From counterfeit medicine to price reduction, global pharmaceutical logistics is a complex business to say the least. Clinical Trials Insight talks to Leif Kronkvist, vice-president of global life sciences at Agility, about negotiating this challenging landscape.
How have things changed in the logistics industry since your company was founded?
Leif Kronkvist: 1967 was the first year we managed a cold chain transportation of pharmaceuticals out of Basel using airfreight. In the late 1990s, you started to see globalisation and the transportation of pharmaceuticals follow that pattern. Over the years, we went from being a small industry to something much bigger with transportation and production that went all around the world.
In the 2000s, legislation and regulation started to harmonise in response to the growth of new markets. In the EU, we saw the creation of good distribution practice (GDP).
It was an important development. When you have a company that is developing drugs, you need to make sure that the drug is working and that it's produced in an appropriate environment - including when it is in transit. People need to trust that whatever they get from the doctor or over the counter has the effect the doctor proscribes. That is of central importance to us; we deliver the right medicine to the right location at the right time, and in the right condition.
What are the core challenges of the global pharmaceuticals industry today?
The main challenge for the industry right now is the rapid introduction of new regulation and legislation across the world. It's very difficult to keep up with, and the implications of ignoring it can be very severe. If you are a company producing and selling in a market and fail to observe a certain change in legislation, then you won't be able to sell that product any more, or you won't be able to transport it through certain countries. In November 2013, the GDP regulation changed to include new rules about transporting drugs at between 15 and 25°C. It's a complex environment.
There are other challenges too. We're seeing an increase in demand for cold chain equipment, a lack of genuine capacity, a massive threat to intellectual property with counterfeit medicine, and increasing health costs for governments around the world.

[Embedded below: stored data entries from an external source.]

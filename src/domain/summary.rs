// ============================================================
// Layer 3 — Summary Domain Types
// ============================================================
// The output side of the pipeline:
//
//   ScoredSentence — one sentence and the score it earned
//   Summary        — the selected sentences, best first
//   SummaryReport  — everything shown to the user for one upload
//
// A Summary keeps its sentences in RANKED order (highest score
// first), not in the order they appeared in the document.
// Rendering joins them with a single space.

use std::fmt;

use serde::{Deserialize, Serialize};

use crate::domain::document::Document;

/// A sentence together with its accumulated frequency score.
#[derive(Debug, Clone, PartialEq, Eq, Serialize, Deserialize)]
pub struct ScoredSentence {
    /// The sentence text, exactly as segmented from the document
    pub text: String,

    /// Sum of the frequencies of every table word the sentence matched
    pub score: usize,
}

impl ScoredSentence {
    pub fn new(text: impl Into<String>, score: usize) -> Self {
        Self { text: text.into(), score }
    }
}

/// Sentences selected for the summary, highest score first.
#[derive(Debug, Clone, Default, PartialEq, Eq, Serialize, Deserialize)]
pub struct Summary {
    pub sentences: Vec<ScoredSentence>,
}

impl Summary {
    pub fn new(sentences: Vec<ScoredSentence>) -> Self {
        Self { sentences }
    }

    /// The summary as a single string, sentences joined by one space
    pub fn text(&self) -> String {
        self.sentences
            .iter()
            .map(|s| s.text.as_str())
            .collect::<Vec<_>>()
            .join(" ")
    }

    pub fn len(&self) -> usize {
        self.sentences.len()
    }

    pub fn is_empty(&self) -> bool {
        self.sentences.is_empty()
    }
}

impl fmt::Display for Summary {
    fn fmt(&self, f: &mut fmt::Formatter<'_>) -> fmt::Result {
        f.write_str(&self.text())
    }
}

/// The (extracted text, summary) pair handed back to the presentation layer.
#[derive(Debug, Clone, Serialize, Deserialize)]
pub struct SummaryReport {
    /// Name of the uploaded file
    pub source: String,
    pub page_count: usize,
    pub pages_with_text: usize,

    /// Full extracted text of the document
    pub extracted_text: String,

    /// The rendered summary string
    pub summary: String,

    /// Selected sentences with their scores, in summary order
    pub sentences: Vec<ScoredSentence>,
}

impl SummaryReport {
    pub fn new(document: Document, summary: Summary) -> Self {
        Self {
            source: document.source,
            page_count: document.page_count,
            pages_with_text: document.pages_with_text,
            extracted_text: document.text,
            summary: summary.text(),
            sentences: summary.sentences,
        }
    }
}
// ============================================================
// Layer 5 — Word Tokenizer
// ============================================================
// Treebank-style word segmentation. Not a whitespace split:
//
//   "I can't go, don't ask."  →  I  ca  n't  go  ,  do  n't  ask  .
//   "It's well-known (U.S.)." →  It  's  well-known  (  U.S.  )  .
//
// Steps, per sentence:
//   1. Pad punctuation that is always its own token:
//        ; @ # $ % & ? ! brackets, double quotes, curly quotes
//      plus "," and ":" unless a digit follows ("1,000" stays whole),
//      ellipses "..." and double dashes "--".
//   2. Split on whitespace.
//   3. Split the final period of the sentence off its word.
//      Other periods stay put: "U.S.", "3.14", "Dr.".
//   4. Split fixed contractions ("cannot" → can not, "gonna" → gon na)
//      and clitics ('s 'm 'd 'll 're 've n't, a bare trailing ').
//
// Hyphens, slashes and inner apostrophes are left inside words,
// so "well-known" and "and/or" are single tokens.
//
// Tokenising a whole text runs the sentence splitter first and
// tokenises each sentence, so every sentence-final period is
// separated but abbreviations inside a sentence are not.

use crate::nlp::sentences::split_sentences;

/// Characters that are always split into their own token
const ALWAYS_PADDED: &[char] = &[
    ';', '@', '#', '$', '%', '&', '?', '!', '(', ')', '[', ']', '{', '}', '<', '>', '"',
    '`', '\u{AB}', '\u{BB}', '\u{201C}', '\u{201D}', '\u{2018}', '\u{2019}', '\u{201E}',
];

/// Whole-word contractions and where to cut them
const CONTRACTIONS: &[(&str, usize)] = &[
    ("cannot", 3),
    ("d'ye", 1),
    ("gimme", 3),
    ("gonna", 3),
    ("gotta", 3),
    ("lemme", 3),
    ("more'n", 4),
    ("wanna", 3),
    ("'tis", 2),
    ("'twas", 2),
];

/// Clitic suffixes split off the end of a word, longest first
const CLITICS: &[&str] = &["n't", "'ll", "'re", "'ve", "'s", "'m", "'d"];

/// Clitic-like starts that keep a leading apostrophe attached
const LEADING_KEEP: &[&str] = &["re", "ve", "ll", "m", "t", "s", "d", "n"];

/// Tokenise a whole text into words, sentence by sentence.
pub fn tokenize(text: &str) -> Vec<String> {
    split_sentences(text)
        .into_iter()
        .flat_map(tokenize_sentence)
        .collect()
}

/// Tokenise a single sentence.
pub fn tokenize_sentence(sentence: &str) -> Vec<String> {
    let padded = pad_punctuation(sentence);
    let mut raw: Vec<&str> = padded.split_whitespace().collect();

    // The sentence-final period (possibly followed by closing
    // single quotes) becomes its own token
    let mut tail: Vec<&str> = Vec::new();
    if let Some(last) = raw.pop() {
        let body = last.trim_end_matches('\'');
        let quotes = &last[body.len()..];
        match split_final_period(body) {
            Some((word, period)) => {
                raw.push(word);
                tail.push(period);
            }
            None if !body.is_empty() => raw.push(body),
            None => {}
        }
        if !quotes.is_empty() {
            tail.push(quotes);
        }
    }

    let mut tokens = Vec::with_capacity(raw.len() + tail.len());
    for token in raw {
        split_contractions(token, &mut tokens);
    }
    tokens.extend(tail.into_iter().map(str::to_string));
    tokens
}

/// Surround standalone punctuation with spaces
fn pad_punctuation(sentence: &str) -> String {
    let chars: Vec<char> = sentence.chars().collect();
    let mut out = String::with_capacity(sentence.len() + 16);
    let mut i = 0usize;

    while i < chars.len() {
        let c = chars[i];
        let next = chars.get(i + 1).copied();

        if ALWAYS_PADDED.contains(&c) {
            push_padded(&mut out, &c.to_string());
        } else if (c == ',' || c == ':') && !next.is_some_and(|n| n.is_ascii_digit()) {
            push_padded(&mut out, &c.to_string());
        } else if c == '-' && next == Some('-') {
            push_padded(&mut out, "--");
            i += 2;
            continue;
        } else if c == '.' && next == Some('.') {
            let start = i;
            while i < chars.len() && chars[i] == '.' {
                i += 1;
            }
            let run: String = chars[start..i].iter().collect();
            push_padded(&mut out, &run);
            continue;
        } else {
            out.push(c);
        }
        i += 1;
    }

    out
}

fn push_padded(out: &mut String, token: &str) {
    out.push(' ');
    out.push_str(token);
    out.push(' ');
}

/// "pets." → ("pets", "."), but "..." and "." alone stay whole
fn split_final_period(token: &str) -> Option<(&str, &str)> {
    let word = token.strip_suffix('.')?;
    if word.is_empty() || word.ends_with('.') {
        return None;
    }
    Some((word, &token[word.len()..]))
}

/// Split fixed contractions, then clitics, pushing the pieces
fn split_contractions(token: &str, out: &mut Vec<String>) {
    for (word, cut) in CONTRACTIONS {
        if token.eq_ignore_ascii_case(word) {
            out.push(token[..*cut].to_string());
            out.push(token[*cut..].to_string());
            return;
        }
    }

    let token = split_leading_quote(token, out);
    if token.is_empty() {
        return;
    }

    for clitic in CLITICS {
        if let Some(cut) = clitic_cut(token, clitic) {
            out.push(token[..cut].to_string());
            out.push(token[cut..].to_string());
            return;
        }
    }

    // A bare closing quote: "dogs'" → dogs '
    if token.len() > 1 && token.ends_with('\'') {
        let cut = token.len() - 1;
        if !token[..cut].ends_with('\'') {
            out.push(token[..cut].to_string());
            out.push("'".to_string());
            return;
        }
    }

    out.push(token.to_string());
}

/// "'hello" → pushes "'" and returns "hello"; "'s" and "'re" are kept whole
fn split_leading_quote<'a>(token: &'a str, out: &mut Vec<String>) -> &'a str {
    let Some(rest) = token.strip_prefix('\'') else {
        return token;
    };
    let keeps = LEADING_KEEP.iter().any(|k| {
        rest.get(..k.len())
            .is_some_and(|head| head.eq_ignore_ascii_case(k))
    });
    let followed_by_word = rest.chars().next().is_some_and(char::is_alphanumeric);
    if keeps || !followed_by_word {
        return token;
    }
    out.push("'".to_string());
    rest
}

/// Byte offset where `clitic` starts in `token`, if the token ends
/// with it (case-insensitive) and something other than a quote
/// precedes it.
fn clitic_cut(token: &str, clitic: &str) -> Option<usize> {
    let cut = token.len().checked_sub(clitic.len())?;
    if cut == 0 || !token.is_char_boundary(cut) {
        return None;
    }
    if !token[cut..].eq_ignore_ascii_case(clitic) {
        return None;
    }
    if token[..cut].ends_with('\'') {
        return None;
    }
    Some(cut)
}
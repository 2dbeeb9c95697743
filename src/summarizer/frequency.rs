// ============================================================
// Layer 5 — Frequency Table
// ============================================================
// Counts how often each content word occurs in the text.
//
// A token is counted when, after lowercasing, it is
//   - non-empty and made only of alphabetic characters
//     ("dogs" yes, "u.s." no, "2020" no, "well-known" no)
//   - not a stopword
//
// The table is the only "model" the summarizer has: a sentence
// is important when it contains frequent words.

use std::collections::HashMap;

use crate::nlp::stopwords::StopwordFilter;

/// Lowercase content word → number of occurrences
#[derive(Debug, Clone, Default, PartialEq, Eq)]
pub struct FrequencyTable {
    counts: HashMap<String, usize>,
}

impl FrequencyTable {
    /// Build the table from already-tokenised words
    pub fn build<I, S>(tokens: I, stopwords: &StopwordFilter) -> Self
    where
        I: IntoIterator<Item = S>,
        S: AsRef<str>,
    {
        let mut counts: HashMap<String, usize> = HashMap::new();

        for token in tokens {
            let word = token.as_ref().to_lowercase();
            if is_alphabetic_word(&word) && !stopwords.is_stopword(&word) {
                *counts.entry(word).or_insert(0) += 1;
            }
        }

        Self { counts }
    }

    /// Occurrences of `word` (expects lowercase)
    #[cfg(test)]
    pub fn get(&self, word: &str) -> usize {
        self.counts.get(word).copied().unwrap_or(0)
    }

    /// Iterate over (word, count) pairs in no particular order
    pub fn iter(&self) -> impl Iterator<Item = (&str, usize)> {
        self.counts.iter().map(|(w, c)| (w.as_str(), *c))
    }

    /// The `n` most frequent words, ties broken alphabetically
    pub fn top(&self, n: usize) -> Vec<(&str, usize)> {
        let mut words: Vec<(&str, usize)> = self.iter().collect();
        words.sort_by(|a, b| b.1.cmp(&a.1).then_with(|| a.0.cmp(b.0)));
        words.truncate(n);
        words
    }

    pub fn len(&self) -> usize {
        self.counts.len()
    }

    pub fn is_empty(&self) -> bool {
        self.counts.is_empty()
    }
}

fn is_alphabetic_word(word: &str) -> bool {
    !word.is_empty() && word.chars().all(char::is_alphabetic)
}

#[cfg(test)]
mod tests {
    use super::*;
    use crate::nlp::words::tokenize;

    #[test]
    fn test_counts_content_words_case_insensitively() {
        let text = "Dogs are great. Cats are great too. Dogs and cats are pets.";
        let table = FrequencyTable::build(tokenize(text), &StopwordFilter::default());

        assert_eq!(table.get("dogs"), 2);
        assert_eq!(table.get("great"), 2);
        assert_eq!(table.get("cats"), 2);
        assert_eq!(table.get("pets"), 1);
        assert_eq!(table.len(), 4);
        assert_eq!(table.get("are"), 0);
    }

    #[test]
    fn test_skips_non_alphabetic_tokens() {
        let tokens = ["2020", "U.S.", "well-known", ",", "café", ""];
        let table = FrequencyTable::build(tokens, &StopwordFilter::empty());

        assert_eq!(table.len(), 1);
        assert_eq!(table.get("café"), 1);
    }

    #[test]
    fn test_top_orders_by_count_then_word() {
        let tokens = ["b", "a", "c", "c", "a"];
        let table = FrequencyTable::build(tokens, &StopwordFilter::empty());
        assert_eq!(table.top(2), vec![("a", 2), ("c", 2)]);
    }
}
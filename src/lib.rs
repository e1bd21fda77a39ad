//! Local search on the 8-puzzle and N-Queens
//!
//! The crate provides a small [`Problem`] abstraction, a [`Node`] expansion helper and four
//! local search strategies in [`optim`] that only talk to those two. Concrete puzzles live in
//! [`problems`] and the benchmarking harness in [`bench`].

pub const VERSION: &str = env!("CARGO_PKG_VERSION");

pub mod bench;
mod callback;
mod error;
mod model;
mod node;
pub mod optim;
pub mod problems;
pub mod utils;

pub use callback::{SearchCallbackFn, SearchProgress};
pub use error::PuzzleError;
pub use model::{Objective, Problem};
pub use node::Node;
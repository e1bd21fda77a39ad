//! Concrete problems

mod eight_puzzle;
mod n_queens;

pub use eight_puzzle::{DEFAULT_GOAL, EightPuzzle, Move, PuzzleState};
pub use n_queens::{NQueens, QueensAction, QueensState};
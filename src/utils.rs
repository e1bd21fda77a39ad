//! Utilities

use std::cmp::Ordering;

use rand::{Rng, RngExt as _};

/// Element of `items` with the largest `key`, ties broken uniformly at random.
///
/// Returns `None` when `items` is empty. Every maximal element has the same chance of being
/// picked, using reservoir sampling over the running set of ties.
pub fn argmax_random_tie<'a, T, K, F, R>(items: &'a [T], mut key: F, rng: &mut R) -> Option<&'a T>
where
    K: Ord,
    F: FnMut(&T) -> K,
    R: Rng + ?Sized,
{
    let mut best: Option<(&T, K)> = None;
    let mut n_ties = 0usize;
    for item in items {
        let k = key(item);
        match best.as_ref().map(|(_, best_key)| k.cmp(best_key)) {
            Some(Ordering::Less) => {}
            Some(Ordering::Equal) => {
                n_ties += 1;
                if rng.random_range(0..n_ties) == 0 {
                    best = Some((item, k));
                }
            }
            _ => {
                best = Some((item, k));
                n_ties = 1;
            }
        }
    }
    best.map(|(item, _)| item)
}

That last point is particularly important because it puts pressure on price reductions. Italy and Spain have recently forced cost reductions on manufacturers selling to healthcare providers. This leads to a new pressure on the supply chain: you have to put in much more planning.
How is the shift from airfreight to ocean freight affecting the industry?
One of the biggest trends in the industry right now is the shift from airfreight to ocean freight. There are two obvious disadvantages of this; the first is that it takes quite a long time and the second is that ocean carriers can be quite sensitive about the value of pharmaceuticals that are being brought onto their ships because of the insurance cost.
We're trying to come up with solutions that prove to the customer that, if they look at the end-to-end supply chain, even if transport is slower, they don't need to have more capital tied in. It's really just a question of planning more, predicting more and forecasting better.
Can you take us through your strategy when it comes to planning and forecasting?
We combine three very important areas. We have an operational lead, a commercial lead and a technical lead in every region - whether it's in the Americas, Asia, Europe or the Middle East. This ensures that we have exactly the same operational procedure everywhere we go; regardless of where we are, depending on the product requirement. It also means we have someone responsible for auditing any kind of transportation we are using in compliance with GDP.